„Die leschte Roas“ Teil II
Es versteht sich, dass hinter dem lyrischen Ich sich nicht selten auch Figuren verbergen, deren Haltungen angemessen eigentlich nur mehr mit Spott und Ironie quittiert werden können. Maridl Innerhofer hat für beides viel übrig; und vor allem was „die da oben" anstellen, das verfolgt sie unerbittlich mit Argusaugen.
Londschoftsschutz
In Naturschutz und Londschoftsschutz
tat i glei untrstitzn
und aa die semm Hearn,
de in die Kommissionen drin sitzn.
Sie solln lei streng sein
und scherfr durchgreifn,
weil sunsch ingaling olle
af ihmene pfeifn
und verbaudn und verschantln
frei insere Derfr.
I hon nicht drgeign,
wenn die Gsetzr wearn scherfr!
Drvour obr tat i
nou unbedingg welln
do entn af den Pichl
mein Haisl austelln!
Das Beispiel zeigt so ganz nebenbei auch, dass im Dialekt (-Gedicht) nicht nur Anheimelndes zur Sprache kommen muss; bisweilen kann die aufgeräumte Stimmung schnell kippen. Maridl Innerhofer hält sich kein Blatt vor den Mund, wann immer sie beobachtet, dass hinter den Masken des IdyllischHeimeligen in erster Linie Eigennutz und Rücksichtslosigkeit sich breitmachen. - Die einschlägigen Gedichte sind leider in den gedruckten Gedichtsammlungen nie näher datiert; so bleiben sie vielfach, weil der (im Akt des Schreibens gewiss mitgedachte) historisch-politische Kontext naturgemäß im Laufe der Zeit zerrinnt und verschwindet, verallgemeinernd- unverbindlich. Trotzdem: Verhaltensvorschriften, die sie für unumgänglich hält, hat Maridl Innerhofer immer wieder beim Namen genannt ... und in lyrische Dialekt-Passagen, also vor allem wohl ins Stammbuch der Südtiroler Politik eingetragen:
Die Politikr hom gmiat
holtn ihmene Versprechn,
fir die ungrichtetn Schadn
hom sie a gmiat blechn
und drfir hom sie
si aa nou gschamp -
jo, echt wohr
des hon i iazamol getraamp!
In einem Gespräch über ihre Gedichte, mehr oder weniger schon auf alle ihre Gedichtbände zurückblickend, hat Maridl Innerhofer einmal festgehalten: „Ich schreibe mir auf, wenn ich mich über etwas freue oder wenn mich etwas besonders ärgert." Erfreuliches drängt sie freilich eher selten zum Schreibtisch, während demgegenüber verdrießliche Nachrichten sie immer wieder dazu herausgefordert haben, sich Luft zu verschaffen: in Gelegenheitsgedichten, wie in dem eben zitierten Alptraum-Bericht. Allerdings arbeitet sie auch in solchen Texten nie mit der Axt, immer mit feiner Klinge, mit allen Stilmitteln der Ironie.

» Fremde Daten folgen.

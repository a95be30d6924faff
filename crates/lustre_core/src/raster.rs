//! CPU reference rasterizer
//!
//! Evaluates the same vertex and fragment math as the GPU pipelines at every
//! pixel center, with an 8-bit stencil plane for clipping and the standard
//! straight-alpha blend equation:
//!
//! ```text
//! rgb = src.rgb * src.a + dst.rgb * (1 - src.a)
//! a   = src.a           + dst.a   * (1 - src.a)
//! ```
//!
//! It is slow and exact; the visual test suite compares GPU output against it.

use tracing::trace;

use crate::atlas::CoverageSource;
use crate::compositor::{Fragment, ShapeFragment};
use crate::geometry::{Color, Vec2};
use crate::glyph::GlyphFragment;
use crate::instance::{FlagLayout, GlyphInstance, ShapeInstance};
use crate::mask::{mask_fragment, ClipError, ClipStack};
use crate::paint::ToneCurve;
use crate::quad::{quad_corner, QUAD_VERTEX_COUNT};
use crate::texture::TextureSource;
use crate::transform::{glyph_local, glyph_uv, shape_extent, shape_local, Expansion};

/// Straight-alpha float framebuffer with a stencil plane
#[derive(Clone, Debug)]
pub struct Canvas {
    width: u32,
    height: u32,
    pixels: Vec<Color>,
    stencil: Vec<u8>,
    clips: ClipStack,
    tone: ToneCurve,
    flag_layout: FlagLayout,
}

/// Pixel bounds `[x0, x1) x [y0, y1)` covering a set of points
#[derive(Clone, Copy, Debug)]
struct Bounds {
    x0: u32,
    y0: u32,
    x1: u32,
    y1: u32,
}

impl Canvas {
    pub fn new(width: u32, height: u32) -> Self {
        let len = width as usize * height as usize;
        Self {
            width,
            height,
            pixels: vec![Color::TRANSPARENT; len],
            stencil: vec![0; len],
            clips: ClipStack::new(),
            tone: ToneCurve::IDENTITY,
            flag_layout: FlagLayout::default(),
        }
    }

    pub fn with_tone(mut self, tone: ToneCurve) -> Self {
        self.tone = tone;
        self
    }

    pub fn with_flag_layout(mut self, layout: FlagLayout) -> Self {
        self.flag_layout = layout;
        self
    }

    pub fn width(&self) -> u32 {
        self.width
    }

    pub fn height(&self) -> u32 {
        self.height
    }

    pub fn clip_depth(&self) -> u32 {
        self.clips.depth()
    }

    /// Fill with `color` and reset the stencil and clip stack
    pub fn clear(&mut self, color: Color) {
        let color = clamp_unit(color);
        self.pixels.fill(color);
        self.stencil.fill(0);
        self.clips = ClipStack::new();
    }

    pub fn pixel(&self, x: u32, y: u32) -> Color {
        self.pixels[self.index(x, y)]
    }

    pub fn stencil(&self, x: u32, y: u32) -> u8 {
        self.stencil[self.index(x, y)]
    }

    /// Quantized RGBA8 bytes, row-major, tightly packed
    pub fn to_rgba8(&self) -> Vec<u8> {
        self.pixels.iter().flat_map(|c| c.to_rgba8()).collect()
    }

    fn index(&self, x: u32, y: u32) -> usize {
        y as usize * self.width as usize + x as usize
    }

    fn bounds(&self, points: impl IntoIterator<Item = Vec2>) -> Option<Bounds> {
        let mut min = Vec2::splat(f32::INFINITY);
        let mut max = Vec2::splat(f32::NEG_INFINITY);
        for p in points {
            min = min.min(p);
            max = max.max(p);
        }
        if !(min.x.is_finite() && min.y.is_finite() && max.x.is_finite() && max.y.is_finite()) {
            return None;
        }
        let clamp = |v: f32, hi: u32| v.clamp(0.0, hi as f32) as u32;
        let bounds = Bounds {
            x0: clamp(min.x.floor(), self.width),
            y0: clamp(min.y.floor(), self.height),
            x1: clamp(max.x.ceil(), self.width),
            y1: clamp(max.y.ceil(), self.height),
        };
        (bounds.x0 < bounds.x1 && bounds.y0 < bounds.y1).then_some(bounds)
    }

    fn blend(&mut self, x: u32, y: u32, src: Color) {
        let i = self.index(x, y);
        let src = clamp_unit(src);
        let dst = self.pixels[i];
        let inv = 1.0 - src.a;
        self.pixels[i] = Color::rgba(
            src.r * src.a + dst.r * inv,
            src.g * src.a + dst.g * inv,
            src.b * src.a + dst.b * inv,
            src.a + dst.a * inv,
        );
    }

    /// Rasterize shape instances in order, sampling `texture` for textured ones
    pub fn draw_shapes<T>(&mut self, shapes: &[ShapeInstance], texture: &T)
    where
        T: TextureSource + ?Sized,
    {
        let reference = self.clips.reference() as u8;
        let mut shaded = 0usize;

        for shape in shapes {
            let fragment = ShapeFragment::new(shape, &self.flag_layout);
            let half = shape_extent(shape, Expansion::Shadow) * 0.5;
            let Some(b) = self.bounds(quad_points(shape, half)) else {
                continue;
            };

            for y in b.y0..b.y1 {
                for x in b.x0..b.x1 {
                    let center = Vec2::new(x as f32 + 0.5, y as f32 + 0.5);
                    let local = shape_local(shape, center);
                    if !inside_half_open(local, half) || self.stencil(x, y) != reference {
                        continue;
                    }
                    if let Fragment::Shaded(color) = fragment.shade(local, center, texture, &self.tone) {
                        self.blend(x, y, color);
                        shaded += 1;
                    }
                }
            }
        }

        trace!(shapes = shapes.len(), fragments = shaded, "canvas draw_shapes");
    }

    /// Rasterize glyph instances sampling a layered coverage atlas
    pub fn draw_glyphs<A>(&mut self, glyphs: &[GlyphInstance], atlas: &A, atlas_side: f32)
    where
        A: CoverageSource + ?Sized,
    {
        let reference = self.clips.reference() as u8;
        let mut shaded = 0usize;

        for glyph in glyphs {
            let fragment = GlyphFragment::new(glyph);
            let origin = Vec2::from(glyph.origin);
            let corners = (0..QUAD_VERTEX_COUNT).map(|i| {
                (Vec2::from(glyph.position) + quad_corner(i) * Vec2::from(glyph.size))
                    .rotate_about(origin, glyph.rotation)
            });
            let Some(b) = self.bounds(corners) else {
                continue;
            };

            for y in b.y0..b.y1 {
                for x in b.x0..b.x1 {
                    let center = Vec2::new(x as f32 + 0.5, y as f32 + 0.5);
                    let local = glyph_local(glyph, center);
                    if !inside_half_open(local - Vec2::HALF, Vec2::HALF)
                        || self.stencil(x, y) != reference
                    {
                        continue;
                    }
                    let uv = glyph_uv(glyph, local, atlas_side);
                    let color = fragment.shade(uv, glyph.layer(), atlas);
                    self.blend(x, y, color);
                    shaded += 1;
                }
            }
        }

        trace!(glyphs = glyphs.len(), fragments = shaded, "canvas draw_glyphs");
    }

    /// Enter a clip shaped like `mask` (its paint and shadow are ignored)
    pub fn push_clip(&mut self, mask: &ShapeInstance) -> Result<(), ClipError> {
        let reference = self.clips.push()?;
        self.stamp_mask(mask, reference as u8, 1);
        Ok(())
    }

    /// Leave the innermost clip; `mask` must match the one pushed
    pub fn pop_clip(&mut self, mask: &ShapeInstance) -> Result<(), ClipError> {
        let reference = self.clips.pop()?;
        self.stamp_mask(mask, reference as u8, -1);
        Ok(())
    }

    fn stamp_mask(&mut self, mask: &ShapeInstance, reference: u8, step: i16) {
        let half = shape_extent(mask, Expansion::None) * 0.5;
        let Some(b) = self.bounds(quad_points(mask, half)) else {
            return;
        };
        let mut written = 0usize;

        for y in b.y0..b.y1 {
            for x in b.x0..b.x1 {
                let center = Vec2::new(x as f32 + 0.5, y as f32 + 0.5);
                let local = shape_local(mask, center);
                if !inside_half_open(local, half) {
                    continue;
                }
                let decision =
                    mask_fragment(local, half, mask.corner_radius, mask.corner_feather);
                let i = self.index(x, y);
                if decision.writes_stencil() && self.stencil[i] == reference {
                    self.stencil[i] = (self.stencil[i] as i16 + step).clamp(0, 255) as u8;
                    written += 1;
                }
            }
        }

        trace!(reference, step, texels = written, "canvas stencil mask");
    }
}

/// Rotated quad corners of a shape with the given half extent
fn quad_points(shape: &ShapeInstance, half: Vec2) -> impl Iterator<Item = Vec2> + '_ {
    (0..QUAD_VERTEX_COUNT).map(move |i| {
        let offset = (quad_corner(i) * 2.0 - Vec2::ONE) * half;
        shape.center() + offset.rotate(shape.rotation)
    })
}

/// Point-in-quad test with the top-left fill convention
fn inside_half_open(local: Vec2, half: Vec2) -> bool {
    local.x >= -half.x && local.x < half.x && local.y >= -half.y && local.y < half.y
}

fn clamp_unit(c: Color) -> Color {
    Color::rgba(
        c.r.clamp(0.0, 1.0),
        c.g.clamp(0.0, 1.0),
        c.b.clamp(0.0, 1.0),
        c.a.clamp(0.0, 1.0),
    )
}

Was in ihrer (viel zu bescheidenen) Selbstdarstellung (mit den beiden Stichworten freuen und ärgern) indessen zu kurz kommt, sei hier am Ende unbedingt nachgetragen: In ihren schönsten Gedichten geht es um ganz anderes, nämlich darum, eine poetische Wort-Welt zu konstituieren, in der Dinge, Farben, Gesten weit über ihre alltägliche Bedeutung hinaus einen völlig neuen Bedeutungszusammenhang sichtbar machen.
Va mein Gortn die leschte Roas
heib i au bis du kimmsch
und wenn sie drweil verdurrt,
die Forb kriagg
van an Sunnenuntrgong in Wintr
und in Gruch
van ar Hondvoll Obschied - -
obr
i heib sie au bis du kimmsch!
Mittenhinein in die Sammlungen ihrer Gelegenheitsgedichte hat Maridl Innerhofer immer wieder solche Perlen der Empfindsamkeit gestreut wie eben dieses Liebesgedicht. In dieser Konstellation liegt das Geheimnis ihrer einzigartigen Ausstrahlung: Sie hat ihre Persönlichkeit ausgezeichnet, sie hält ihre Arbeiten lebendig.